- Exercise goal -
All lines below are to be output exactly as they stand.

################

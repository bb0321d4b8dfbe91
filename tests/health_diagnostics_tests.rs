//! §4.13's non-fatal degradation path: a non-finite value never aborts a
//! frame. It gets zeroed in place and surfaces as a health diagnostic the
//! host can poll for instead.

mod support;

use oscilla::compiler::{compile, CompileOptions};
use oscilla::diagnostics::DiagnosticCode;
use oscilla::ident::BlockId;
use oscilla::runtime::{run_frame, LoadStrategy, RuntimeState};

#[test]
fn a_nan_valued_const_zeros_its_slot_and_raises_a_nan_diagnostic_instead_of_panicking() {
    let c = support::rate_block("bad", "Const", "value", f64::NAN);
    let c_id: BlockId = c.id;
    let p = support::patch(vec![support::time_root("time", "infinite", 1000.0, 1.0), c], vec![]);
    let program = compile(&p, &CompileOptions::default()).unwrap();

    let mut rt = RuntimeState::new();
    rt.load_program(&program, LoadStrategy::Fresh);

    run_frame(&mut rt, &program, 16.0, None);

    let slot = program.debug_index.port_bindings[&(c_id, "out".to_string())];
    let meta = program.slot_meta(slot);
    assert_eq!(rt.banks.f64[meta.offset as usize], 0.0);

    let diagnostics = rt.take_health_diagnostics();
    assert!(diagnostics.iter().any(|d| d.code == DiagnosticCode::NaN));
}
impl LowerCtx {
    fn push_expr(&mut self, kind: ValueExprKind, ty: CanonicalType) -> ValueExprId {
        let id = ValueExprId(self.exprs.len() as u32);
        self.exprs.push(ValueExpr { kind, ty });
        id
    }

    fn push_const(&mut self, value: ConstValue, ty: CanonicalType) -> ValueExprId {
        let idx = self.constants.len() as u32;
        self.constants.push(value);
        self.push_expr(ValueExprKind::Const { const_index: idx }, ty)
    }
}

/// Storage class a payload resolves to for state/slot allocation (\u{00a7}4.11.4).
fn storage_of(payload: Payload) -> Storage {
    match payload {
        Payload::Float => Storage::F64,
        Payload::Int => Storage::I32,
        Payload::Bool => Storage::U32,
        Payload::Vec2 | Payload::Vec3 | Payload::Color => Storage::F32,
        Payload::Shape | Payload::CameraProjection => Storage::Object,
    }
}

fn zero_const(payload: Payload) -> ConstValue {
    match payload {
        Payload::Float => ConstValue::Float(0.0),
        Payload::Int => ConstValue::Int(0),
        Payload::Bool => ConstValue::Bool(false),
        Payload::Vec2 => ConstValue::Vec2([0.0, 0.0]),
        Payload::Vec3 => ConstValue::Vec3([0.0, 0.0, 0.0]),
        Payload::Color => ConstValue::Color([0.0, 0.0, 0.0, 1.0]),
        Payload::Shape | Payload::CameraProjection => ConstValue::Int(0),
    }
}

fn payload_of(ty: &CanonicalType) -> Result<Payload, LowerError> {
    match ty.payload {
        Axis::Inst(p) => Ok(p),
        Axis::Var(_) => Err(LowerError::Internal(
            "lowering reached a block with an unresolved payload axis".into(),
        )),
    }
}

/// Looks up the edge(s) feeding `(block, port)` and folds multiple writers
/// per the port's combine mode. \u{00a7}3.1 defines six combine modes;
/// `Max`/`Min`/`Overlay` have no dedicated kernel in this engine's fixed
/// kernel set (\u{00a7}SPEC_FULL "Kernel purity"), so — like `WriterWins` — they
/// fall back to the canonically-first writer (edges are already sorted by
/// `(toBlock, toPort, fromBlock, fromPort)`, so this is deterministic).
fn resolve_input(
    patch: &NormalizedPatch,
    ctx: &mut LowerCtx,
    port_exprs: &FxHashMap<PortKey, ValueExprId>,
    block: BlockId,
    port: &str,
) -> Result<ValueExprId, LowerError> {
    let writers: Vec<&crate::patch::Edge> = patch
        .edges
        .iter()
        .filter(|e| e.enabled && e.to_block == block && e.to_port == port)
        .collect();
    if writers.is_empty() {
        return Err(LowerError::Internal(format!(
            "no writer for {block:?}.{port}: default-source insertion should have guaranteed one"
        )));
    }
    let mut exprs = Vec::with_capacity(writers.len());
    for w in &writers {
        let key = (w.from_block, w.from_port.clone());
        let id = port_exprs.get(&key).copied().ok_or_else(|| {
            LowerError::Internal(format!(
                "{:?}.{} lowered after its consumer {block:?}.{port}",
                w.from_block, w.from_port
            ))
        })?;
        exprs.push(id);
    }
    if exprs.len() == 1 {
        return Ok(exprs[0]);
    }
    let ty = ctx.exprs[exprs[0].0 as usize].ty;
    let mode = writers[0].combine_mode;
    let function = match mode {
        CombineMode::Additive => KernelFn::Add,
        CombineMode::Mul => KernelFn::Mul,
        CombineMode::WriterWins | CombineMode::Max | CombineMode::Min | CombineMode::Overlay => {
            return Ok(exprs[0])
        }
    };
    let mut acc = exprs[0];
    for &next in &exprs[1..] {
        acc = ctx.push_expr(
            ValueExprKind::Kernel(KernelCall {
                shape: KernelShape::Zip,
                function,
                operands: vec![acc, next],
            }),
            ty,
        );
    }
    Ok(acc)
}

/// Lowers every block in a normalized, type-solved, adapter-expanded,
/// time-resolved, cycle-legal patch. Blocks are visited in the patch's
/// existing order (acyclic prefix topological, per [`crate::patch::normalize`]);
/// the only inputs a block may need that are not yet lowered are its own
/// previous-frame state, which [`ValueExprKind::State`] reads without
/// needing this frame's value — exactly the property [`super::dependency_graph`]
/// validated.
///
/// # Errors
/// Any [`LowerError`] raised by an individual block's lowering rule.
pub fn lower(
    patch: &NormalizedPatch,
    types: &TypeSolveResult,
    time: &ResolvedTime,
) -> Result<LoweringOutput, LowerError> {
    let mut ctx = LowerCtx {
        exprs: Vec::new(),
        constants: Vec::new(),
    };
    let mut port_exprs: FxHashMap<PortKey, ValueExprId> = FxHashMap::default();
    let mut step_requests = Vec::new();
    let mut state_decls = Vec::new();

    for block in &patch.blocks {
        lower_block(
            block,
            patch,
            types,
            time,
            &mut ctx,
            &mut port_exprs,
            &mut step_requests,
            &mut state_decls,
        )?;
    }

    Ok(LoweringOutput {
        exprs: ctx.exprs,
        constants: ctx.constants,
        port_exprs,
        step_requests,
        state_decls,
    })
}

################

- Problem solution -
repository bb0321d4b8dfbe91
filename tests/health_diagnostics_tests.rs
//! §4.13's non-fatal degradation path: a non-finite value never aborts a
//! frame. It gets zeroed in place and surfaces as a health diagnostic the
//! host can poll for instead.

mod support;

use oscilla::compiler::{compile, CompileOptions};
use oscilla::diagnostics::DiagnosticCode;
use oscilla::ident::BlockId;
use oscilla::runtime::{run_frame, LoadStrategy, RuntimeState};

#[test]
fn a_nan_valued_const_zeros_its_slot_and_raises_a_nan_diagnostic_instead_of_panicking() {
    let c = support::rate_block("bad", "Const", "value", f64::NAN);
    let c_id: BlockId = c.id;
    let p = support::patch(vec![support::time_root("time", "infinite", 1000.0, 1.0), c], vec![]);
    let program = compile(&p, &CompileOptions::default()).unwrap();

    let mut rt = RuntimeState::new();
    rt.load_program(&program, LoadStrategy::Fresh);

    run_frame(&mut rt, &program, 16.0, None);

    let slot = program.debug_index.port_bindings[&(c_id, "out".to_string())];
    let meta = program.slot_meta(slot);
    assert_eq!(rt.banks.f64[meta.offset as usize], 0.0);

    let diagnostics = rt.take_health_diagnostics();
    assert!(diagnostics.iter().any(|d| d.code == DiagnosticCode::NaN));
}
impl LowerCtx {
    fn push_expr(&mut self, kind: ValueExprKind, ty: CanonicalType) -> ValueExprId {
        let id = ValueExprId(self.exprs.len() as u32);
        self.exprs.push(ValueExpr { kind, ty });
        id
    }

    fn push_const(&mut self, value: ConstValue, ty: CanonicalType) -> ValueExprId {
        let idx = self.constants.len() as u32;
        self.constants.push(value);
        self.push_expr(ValueExprKind::Const { const_index: idx }, ty)
    }
}

/// Storage class a payload resolves to for state/slot allocation (\u{00a7}4.11.4).
fn storage_of(payload: Payload) -> Storage {
    match payload {
        Payload::Float => Storage::F64,
        Payload::Int => Storage::I32,
        Payload::Bool => Storage::U32,
        Payload::Vec2 | Payload::Vec3 | Payload::Color => Storage::F32,
        Payload::Shape | Payload::CameraProjection => Storage::Object,
    }
}

fn zero_const(payload: Payload) -> ConstValue {
    match payload {
        Payload::Float => ConstValue::Float(0.0),
        Payload::Int => ConstValue::Int(0),
        Payload::Bool => ConstValue::Bool(false),
        Payload::Vec2 => ConstValue::Vec2([0.0, 0.0]),
        Payload::Vec3 => ConstValue::Vec3([0.0, 0.0, 0.0]),
        Payload::Color => ConstValue::Color([0.0, 0.0, 0.0, 1.0]),
        Payload::Shape | Payload::CameraProjection => ConstValue::Int(0),
    }
}

fn payload_of(ty: &CanonicalType) -> Result<Payload, LowerError> {
    match ty.payload {
        Axis::Inst(p) => Ok(p),
        Axis::Var(_) => Err(LowerError::Internal(
            "lowering reached a block with an unresolved payload axis".into(),
        )),
    }
}

/// Looks up the edge(s) feeding `(block, port)` and folds multiple writers
/// per the port's combine mode. \u{00a7}3.1 defines six combine modes;
/// `Max`/`Min`/`Overlay` have no dedicated kernel in this engine's fixed
/// kernel set (\u{00a7}SPEC_FULL "Kernel purity"), so — like `WriterWins` — they
/// fall back to the canonically-first writer (edges are already sorted by
/// `(toBlock, toPort, fromBlock, fromPort)`, so this is deterministic).
fn resolve_input(
    patch: &NormalizedPatch,
    ctx: &mut LowerCtx,
    port_exprs: &FxHashMap<PortKey, ValueExprId>,
    block: BlockId,
    port: &str,
) -> Result<ValueExprId, LowerError> {
    let writers: Vec<&crate::patch::Edge> = patch
        .edges
        .iter()
        .filter(|e| e.enabled && e.to_block == block && e.to_port == port)
        .collect();
    if writers.is_empty() {
        return Err(LowerError::Internal(format!(
            "no writer for {block:?}.{port}: default-source insertion should have guaranteed one"
        )));
    }
    let mut exprs = Vec::with_capacity(writers.len());
    for w in &writers {
        let key = (w.from_block, w.from_port.clone());
        let id = port_exprs.get(&key).copied().ok_or_else(|| {
            LowerError::Internal(format!(
                "{:?}.{} lowered after its consumer {block:?}.{port}",
                w.from_block, w.from_port
            ))
        })?;
        exprs.push(id);
    }
    if exprs.len() == 1 {
        return Ok(exprs[0]);
    }
    let ty = ctx.exprs[exprs[0].0 as usize].ty;
    let mode = writers[0].combine_mode;
    let function = match mode {
        CombineMode::Additive => KernelFn::Add,
        CombineMode::Mul => KernelFn::Mul,
        CombineMode::WriterWins | CombineMode::Max | CombineMode::Min | CombineMode::Overlay => {
            return Ok(exprs[0])
        }
    };
    let mut acc = exprs[0];
    for &next in &exprs[1..] {
        acc = ctx.push_expr(
            ValueExprKind::Kernel(KernelCall {
                shape: KernelShape::Zip,
                function,
                operands: vec![acc, next],
            }),
            ty,
        );
    }
    Ok(acc)
}

/// Lowers every block in a normalized, type-solved, adapter-expanded,
/// time-resolved, cycle-legal patch. Blocks are visited in the patch's
/// existing order (acyclic prefix topological, per [`crate::patch::normalize`]);
/// the only inputs a block may need that are not yet lowered are its own
/// previous-frame state, which [`ValueExprKind::State`] reads without
/// needing this frame's value — exactly the property [`super::dependency_graph`]
/// validated.
///
/// # Errors
/// Any [`LowerError`] raised by an individual block's lowering rule.
pub fn lower(
    patch: &NormalizedPatch,
    types: &TypeSolveResult,
    time: &ResolvedTime,
) -> Result<LoweringOutput, LowerError> {
    let mut ctx = LowerCtx {
        exprs: Vec::new(),
        constants: Vec::new(),
    };
    let mut port_exprs: FxHashMap<PortKey, ValueExprId> = FxHashMap::default();
    let mut step_requests = Vec::new();
    let mut state_decls = Vec::new();

    for block in &patch.blocks {
        lower_block(
            block,
            patch,
            types,
            time,
            &mut ctx,
            &mut port_exprs,
            &mut step_requests,
            &mut state_decls,
        )?;
    }

    Ok(LoweringOutput {
        exprs: ctx.exprs,
        constants: ctx.constants,
        port_exprs,
        step_requests,
        state_decls,
    })
}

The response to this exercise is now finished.